[Stored data entries]
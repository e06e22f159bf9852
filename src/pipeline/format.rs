use crate::types::workout::SummaryReport;

/// Renders the one-line training message with three-decimal metrics.
pub fn message(summary: &SummaryReport) -> String {
    format!(
        "Тип тренировки: {}; Длительность: {:.3} ч.; Дистанция: {:.3} км; Ср. скорость: {:.3} км/ч; Потрачено ккал: {:.3}.",
        summary.training_type,
        summary.duration,
        summary.distance,
        summary.speed,
        summary.calories
    )
}

impl SummaryReport {
    pub fn message(&self) -> String {
        message(self)
    }
}
use axum::{body::to_bytes, http::Request, Router};
use tower::ServiceExt;
use workout_tracker::{config::Config, state::AppState};

fn app() -> Router {
    let config = Config::from_env();
    let state = AppState::new(config);
    workout_tracker::app(state)
}

#[tokio::test]
async fn health_returns_ok() {
    let response = app()
        .oneshot(
            Request::builder()
                .uri("/health")
                .method("GET")
                .body(axum::body::Body::empty())
                .expect("request"),
        )
        .await
        .expect("response");

    assert_eq!(response.status(), axum::http::StatusCode::OK);
    let body = to_bytes(response.into_body(), usize::MAX)
        .await
        .expect("body bytes");
    let text = String::from_utf8(body.to_vec()).expect("utf8");
    assert!(text.contains("\"status\":\"ok\""));
}
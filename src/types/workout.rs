use serde::{Deserialize, Serialize};

pub const M_IN_KM: f64 = 1000.0;
pub const MIN_IN_H: f64 = 60.0;

/// Default distance covered by one step, in meters.
pub const DEFAULT_LEN_STEP: f64 = 0.65;

#[derive(Debug, Clone, Copy, PartialEq, Serialize, Deserialize)]
pub struct Running {
    pub action_count: f64,
    pub duration_hours: f64,
    pub weight_kg: f64,
}

impl Running {
    pub const SHORT_NAME: &'static str = "RUN";
    pub const LABEL: &'static str = "Running";
    pub const LEN_STEP: f64 = DEFAULT_LEN_STEP;
    pub const COEFF_CALORIE_1: f64 = 18.0;
    pub const COEFF_CALORIE_2: f64 = 20.0;
}

#[derive(Debug, Clone, Copy, PartialEq, Serialize, Deserialize)]
pub struct SportsWalking {
    pub action_count: f64,
    pub duration_hours: f64,
    pub weight_kg: f64,
    pub height_cm: f64,
}

impl SportsWalking {
    pub const SHORT_NAME: &'static str = "WLK";
    pub const LABEL: &'static str = "SportsWalking";
    pub const LEN_STEP: f64 = DEFAULT_LEN_STEP;
    pub const COEFF_CALORIE_1: f64 = 0.035;
    pub const COEFF_CALORIE_2: f64 = 0.029;
    pub const SPEED_EXPONENT: i32 = 2;
}

#[derive(Debug, Clone, Copy, PartialEq, Serialize, Deserialize)]
pub struct Swimming {
    /// Stroke count.
    pub action_count: f64,
    pub duration_hours: f64,
    pub weight_kg: f64,
    pub pool_length_m: f64,
    pub pool_lap_count: f64,
}

impl Swimming {
    pub const SHORT_NAME: &'static str = "SWM";
    pub const LABEL: &'static str = "Swimming";
    pub const LEN_STEP: f64 = 1.38;
    pub const COEFF_CALORIE_1: f64 = 1.1;
    pub const COEFF_CALORIE_2: f64 = 2.0;
}

/// One workout session, closed over the supported kinds.
#[derive(Debug, Clone, Copy, PartialEq, Serialize, Deserialize)]
#[serde(tag = "kind")]
pub enum Workout {
    Running(Running),
    SportsWalking(SportsWalking),
    Swimming(Swimming),
}

impl Workout {
    pub fn short_name(&self) -> &'static str {
        match self {
            Workout::Running(_) => Running::SHORT_NAME,
            Workout::SportsWalking(_) => SportsWalking::SHORT_NAME,
            Workout::Swimming(_) => Swimming::SHORT_NAME,
        }
    }

    pub fn label(&self) -> &'static str {
        match self {
            Workout::Running(_) => Running::LABEL,
            Workout::SportsWalking(_) => SportsWalking::LABEL,
            Workout::Swimming(_) => Swimming::LABEL,
        }
    }

    pub fn duration_hours(&self) -> f64 {
        match self {
            Workout::Running(w) => w.duration_hours,
            Workout::SportsWalking(w) => w.duration_hours,
            Workout::Swimming(w) => w.duration_hours,
        }
    }
}

impl From<Running> for Workout {
    fn from(value: Running) -> Self {
        Workout::Running(value)
    }
}

impl From<SportsWalking> for Workout {
    fn from(value: SportsWalking) -> Self {
        Workout::SportsWalking(value)
    }
}

impl From<Swimming> for Workout {
    fn from(value: Swimming) -> Self {
        Workout::Swimming(value)
    }
}

/// Derived metrics for a single workout, ready for rendering.
#[derive(Debug, Clone, PartialEq, Serialize, Deserialize)]
pub struct SummaryReport {
    pub training_type: String,
    pub duration: f64,
    pub distance: f64,
    pub speed: f64,
    pub calories: f64,
}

= WHAT THE TASK REQUIRES =
Each line in which the string "config" is found must be copied from the data.

= FINAL ANSWER =
use workout_tracker::{config::Config, state::AppState};
    let config = Config::from_env();
    let state = AppState::new(config);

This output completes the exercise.